The song uses the same "stop-time" riff as Muddy Waters' 1954 song "Hoochie Coochie Man" written by Willie Dixon. This particular riff is one of the most recognizable lick in blues, and is also heard in Bo Diddley's "I'm A Man" (1955) and Muddy Waters' "Mannish Boy" (1955).

Indeed, the key feature of the song is the use of stop time, or pauses in the music, during the first half of the progression. This musical device is commonly heard in New Orleans jazz, when the instrumentation briefly stops, allowing for a short instrumental solo before resuming.

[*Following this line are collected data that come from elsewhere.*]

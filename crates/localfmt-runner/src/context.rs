//! Where a document lives: its path and the workspace folders around it.

use crate::placeholders::normalize_path;
use std::path::{Path, PathBuf};

/// The location of the document being formatted.
#[derive(Debug, Clone, PartialEq, Eq)]
pub struct FormatContext {
    /// Path of the document (passed to `$absoluteFilePath`).
    pub file_path: PathBuf,
    /// Open workspace folders, in order. The first one is the fallback working directory.
    pub workspace_folders: Vec<PathBuf>,
}

impl FormatContext {
    /// A context with no workspace folders.
    pub fn new(file_path: impl Into<PathBuf>) -> Self {
        Self {
            file_path: file_path.into(),
            workspace_folders: Vec::new(),
        }
    }

    /// Set the open workspace folders.
    pub fn with_workspace_folders(mut self, folders: impl IntoIterator<Item = PathBuf>) -> Self {
        self.workspace_folders = folders.into_iter().collect();
        self
    }

    /// The innermost workspace folder containing the document.
    pub fn workspace_folder(&self) -> Option<&Path> {
        self.workspace_folders
            .iter()
            .filter(|folder| self.file_path.starts_with(folder))
            .max_by_key(|folder| folder.components().count())
            .map(PathBuf::as_path)
    }

    /// Resolve the formatter's working directory.
    ///
    /// The base is the folder containing the document, else the first workspace folder. A
    /// configured `cwd` is resolved against the base (an absolute `cwd` replaces it) or used
    /// as-is when there is no base.
    pub fn resolve_cwd(&self, configured: Option<&str>) -> Option<PathBuf> {
        let base = self
            .workspace_folder()
            .or_else(|| self.workspace_folders.first().map(PathBuf::as_path));

        match (base, configured) {
            (Some(base), Some(cwd)) => Some(normalize_path(&base.join(cwd))),
            (None, Some(cwd)) => Some(PathBuf::from(cwd)),
            (base, None) => base.map(Path::to_path_buf),
        }
    }
}
#![warn(missing_docs)]
//! `localfmt-lsp` - LSP encoding for `localfmt-core` edits.
//!
//! `localfmt-core` counts columns in Unicode scalar values; the Language Server Protocol counts
//! them in UTF-16 code units. This crate converts between the two and encodes edits in the
//! LSP `TextEdit` JSON shape, so formatting results can be returned from a
//! `textDocument/rangeFormatting` handler or printed for editor integrations.

pub mod lsp_coordinates;
pub mod lsp_text_edits;

pub use lsp_coordinates::{LspCoordinateConverter, LspPosition, LspRange};
pub use lsp_text_edits::{
    LspTextEdit, from_lsp_text_edits, text_edits_from_value, text_edits_to_value,
    to_lsp_text_edits,
};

== Notable cover versions ==
- Jackie DeShannon released the earliest cover version of this song as "Jackie Shannon" on PJ 101 and Dot 15980 in 1959.
- Suzi Quatro covers it on her second album, Quatro, released in October 1974.
- A cover version by Gillan peaked at No. 14 in the UK Singles chart in October 1980.
- A cover version by Danzig was released on their EP Thrall-Demonsweatlive in 1993.
- Broadway actress/singer Brenda Braxton performed the song in the Broadway musical revue Smokey Joe's Cafe from 1995 to 2000.
- A cover version by the jam band Goose from their live show on 11/19/21 at the Belly up in Aspen Colorado
- Actor Austin Butler performed the song in the 2022 film, Elvis.

== Usage ==
Figure skating world champion Javier Fernández performed part of his Elvis Presley free program to "Trouble" during the 2016–17 season, when he won his fifth consecutive European Championships gold medal. The program also included sections of "Fever" and "Jailhouse Rock".

American pop singer Britney Spears performed part of the first verse during her infamous comeback performance at the 2007 MTV Video Music Awards before segueing into "Gimme More".